Papa León XIV en “Ma Maison”, donde la fragilidad se convierte en esperanza
ANNABA, Argelia (14 Abril 2026).- No hay escenario institucional ni grandes discursos programáticos. En la residencia de ancianos “Ma Maison”, el viaje apostólico de León XIV encuentra uno de sus momentos más despojados y, por eso mismo, más reveladores.
El Pontífice ha querido situarse allí donde la Iglesia
no habla desde las estructuras, sino desde la proximidad, entre religiosas,
ancianos y personal de servicio, comenzando su saludo con un “As-salamu
alaykum” y dirigiéndose a los presentes como “queridas religiosas, queridos
hermanos y hermanas”, en un gesto de cercanía que marca el tono del encuentro.
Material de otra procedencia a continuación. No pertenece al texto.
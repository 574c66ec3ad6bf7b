use rand::{rngs::StdRng, seq::SliceRandom, Rng};
use std::collections::BTreeSet;

use crate::data::{SpeciesId, TypeId, MYSTERY_TYPE, NUM_TYPES};
use crate::options::RandomizeTypes;
use crate::RandomizationContext;

/// A permutation of every type id that keeps the mystery type in place.
fn type_permutation(rng: &mut StdRng) -> Vec<TypeId> {
    let mut type_map: Vec<TypeId> = (0..NUM_TYPES).collect();
    type_map.shuffle(rng);

    // No species has the ??? type and none should gain it.
    if let Some(index) = type_map.iter().position(|&t| t == MYSTERY_TYPE) {
        type_map.swap(index, usize::from(MYSTERY_TYPE));
    }
    type_map
}

fn random_type(rng: &mut StdRng) -> TypeId {
    loop {
        let picked = rng.gen_range(0..NUM_TYPES);
        if picked != MYSTERY_TYPE {
            return picked;
        }
    }
}

fn remap(type_map: &[TypeId], types: (TypeId, TypeId)) -> (TypeId, TypeId) {
    let lookup = |t: TypeId| type_map.get(usize::from(t)).copied().unwrap_or(t);
    (lookup(types.0), lookup(types.1))
}

pub(crate) fn randomize_types(ctx: &mut RandomizationContext) {
    let RandomizationContext {
        settings,
        rng,
        species,
        ..
    } = ctx;

    match settings.types {
        RandomizeTypes::Vanilla => return,
        RandomizeTypes::Shuffle => {
            let type_map = type_permutation(rng);
            for s in species.values_mut() {
                s.types = remap(&type_map, s.types);
            }
        }
        RandomizeTypes::CompletelyRandom => {
            for s in species.values_mut() {
                let first = random_type(rng);
                let mut second = first;
                if s.types.0 != s.types.1 {
                    while second == first {
                        second = random_type(rng);
                    }
                }
                s.types = (first, second);
            }
        }
        RandomizeTypes::FollowEvolutions => {
            let ids: Vec<SpeciesId> = species.keys().copied().collect();
            let mut done: BTreeSet<SpeciesId> = BTreeSet::new();

            for id in ids {
                let is_root = species
                    .get(&id)
                    .map_or(false, |s| s.pre_evolution.is_none());
                if done.contains(&id) || !is_root {
                    continue;
                }

                let type_map = type_permutation(rng);
                let mut family = vec![id];
                while let Some(current) = family.pop() {
                    if !done.insert(current) {
                        continue;
                    }
                    if let Some(s) = species.get_mut(&current) {
                        s.types = remap(&type_map, s.types);
                        family.extend(s.evolutions.iter().map(|e| e.species_id));
                    }
                }
            }
        }
    }

    log::info!("Randomized types ({:?})", settings.types);
}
Agradeciendo explícitamente a las Hermanitas de los
Pobres y al personal de la residencia, así como a la Madre Filomena por la
bienvenida, León XIV ha subrayado el sentido profundo de ese lugar. “Dios
habita aquí”, ha afirmado desde el inicio, trazando una línea clara de lectura,
no es el lugar el que dignifica la presencia de Dios, sino el amor concreto que
lo sostiene.
El saludo, breve en extensión, adquiere densidad en su
arquitectura espiritual. León XIV recupera una de las escenas más
significativas del Evangelio, la exultación de Jesús ante los “pequeños”, para
releer lo que tiene delante, una comunidad frágil que, sin embargo, encarna una
forma de resistencia silenciosa frente a un mundo atravesado por la violencia.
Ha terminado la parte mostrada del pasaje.